The apex court bench including justices Sanjay K Kaul and Surya Kant was headed by Chief Justice of India (CJI) SA Bobde.
All you need to know about the matter:
- The request came even as a new memorandum of procedure (MoP) on judicial appointments is pending for almost four years.
- Chief Justice of India (CJI) SA Bobde stated that as on December, there were 189 pending proposals regarding appointments pending with the government. Some proposals were pending for over 6 months.
- Court requested the A-G to study the chart.
- CJI said that all endeavours should be made to ensure appointments come through in a time-bound manner.

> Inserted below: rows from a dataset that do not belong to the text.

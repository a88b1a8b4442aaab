//! Per-call render options

use crate::error::{RenderError, Result};
use crate::template::{Map, Value};
use serde::{Deserialize, Serialize};
use std::path::PathBuf;

/// Host-framework view settings that override engine defaults for one call
#[derive(Debug, Clone, Default, PartialEq, Serialize, Deserialize)]
pub struct ViewSettings {
    /// Extension to use instead of the configured one
    #[serde(
        rename = "view engine",
        default,
        skip_serializing_if = "Option::is_none"
    )]
    pub view_engine: Option<String>,

    /// Search directory to use instead of the configured one
    #[serde(default, skip_serializing_if = "Option::is_none")]
    pub views: Option<PathBuf>,
}

impl ViewSettings {
    pub fn with_view_engine(mut self, extension: impl Into<String>) -> Self {
        self.view_engine = Some(extension.into());
        self
    }

    pub fn with_views(mut self, views: impl Into<PathBuf>) -> Self {
        self.views = Some(views.into());
        self
    }
}

/// Caller locals plus optional view settings
///
/// Both are forwarded to every nested `include(...)`.
#[derive(Debug, Clone, Default)]
pub struct RenderOptions {
    pub locals: Map,
    pub settings: Option<ViewSettings>,
}

impl RenderOptions {
    pub fn new() -> Self {
        Self::default()
    }

    pub fn with_local(mut self, name: impl Into<String>, value: impl Into<Value>) -> Self {
        self.locals.insert(name.into(), value.into());
        self
    }

    pub fn with_settings(mut self, settings: ViewSettings) -> Self {
        self.settings = Some(settings);
        self
    }

    /// Build options from a JSON object
    ///
    /// A top-level `settings` key is lifted into [`ViewSettings`]; every other
    /// key becomes a local.
    pub fn from_json(value: serde_json::Value) -> Result<Self> {
        let serde_json::Value::Object(mut object) = value else {
            return Err(RenderError::Config(format!(
                "render options must be a JSON object, got {}",
                json_type_name(&value)
            )));
        };

        let settings = match object.remove("settings") {
            Some(raw) => Some(
                serde_json::from_value::<ViewSettings>(raw)
                    .map_err(|e| RenderError::Config(format!("invalid settings: {}", e)))?,
            ),
            None => None,
        };

        let locals = object
            .into_iter()
            .map(|(key, value)| (key, Value::from(value)))
            .collect();

        Ok(Self { locals, settings })
    }
}

fn json_type_name(value: &serde_json::Value) -> &'static str {
    match value {
        serde_json::Value::Null => "null",
        serde_json::Value::Bool(_) => "boolean",
        serde_json::Value::Number(_) => "number",
        serde_json::Value::String(_) => "string",
        serde_json::Value::Array(_) => "array",
        serde_json::Value::Object(_) => "object",
    }
}

#[cfg(test)]
mod tests {
    use super::*;
    use serde_json::json;

    #[test]
    fn test_from_json_lifts_settings() {
        let options = RenderOptions::from_json(json!({
            "title": "Home",
            "count": 2,
            "settings": { "view engine": "html", "views": "/srv/views", "etag": true }
        }))
        .unwrap();

        assert_eq!(options.locals.get("title"), Some(&Value::from("Home")));
        assert_eq!(options.locals.get("count"), Some(&Value::Number(2.0)));
        assert!(!options.locals.contains_key("settings"));

        let settings = options.settings.unwrap();
        assert_eq!(settings.view_engine.as_deref(), Some("html"));
        assert_eq!(settings.views, Some(PathBuf::from("/srv/views")));
    }

    #[test]
    fn test_from_json_without_settings() {
        let options = RenderOptions::from_json(json!({ "a": null })).unwrap();
        assert!(options.settings.is_none());
        assert_eq!(options.locals.get("a"), Some(&Value::Null));
    }

    #[test]
    fn test_from_json_rejects_non_object() {
        let err = RenderOptions::from_json(json!([1, 2])).unwrap_err();
        assert!(err.to_string().contains("got array"));
    }

    #[test]
    fn test_builder() {
        let options = RenderOptions::new()
            .with_local("x", 1.0)
            .with_settings(ViewSettings::default().with_view_engine("txt"));
        assert_eq!(options.locals.get("x"), Some(&Value::Number(1.0)));
        assert_eq!(
            options.settings.and_then(|s| s.view_engine),
            Some("txt".to_string())
        );
    }
}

- In the high court, 411 posts are vacant out of the total strength of 1,079 judges. As of January 1, more than a third of the total positions are vacant.
- The National Judicial Appointments Commission Act and the 99th Constitutional Amendment were struck down by the Supreme Court in the year 2015. It sought to give the executive a say in the appointment of judges.
- Judicial appointments will be carried on by the recommendations of the collegium. The collegium will consist of CJI and four other most senior Supreme Court judges.
- To guide all the future appointments of judges, the court said that a new MoP should be put in place in consultation with the government.
- In March 2017, the SC collegium sent a draft MoP to the Union law ministry. The government returned it and suggested certain improvements.
- In March 2020, Union law minister Ravi Shankar Prasad told Lok Sabha that the government’s suggestions have remained pending with the top court.
- The new MoP on eligibility criteria and a timeline for judicial appointments still awaits finalisation.
- The collegium had not heard from the government for months together after making some recommendations. The Supreme Court bench called it a “matter of great concern”.
- According to the bench, a proposal would get stuck without knowing the reason whether the government had any objection to a certain name or there were other issues.
- Since May and June last year, around a dozen names for appointments to high courts of Allahabad and Bombay have been pending.
- In processing some appointments, the government took more than a year to respond.
- Bench told that even a proposal to appoint some government lawyers as judges had not been cleared expeditiously.
- The government has been asked to respond regarding the matter in two weeks.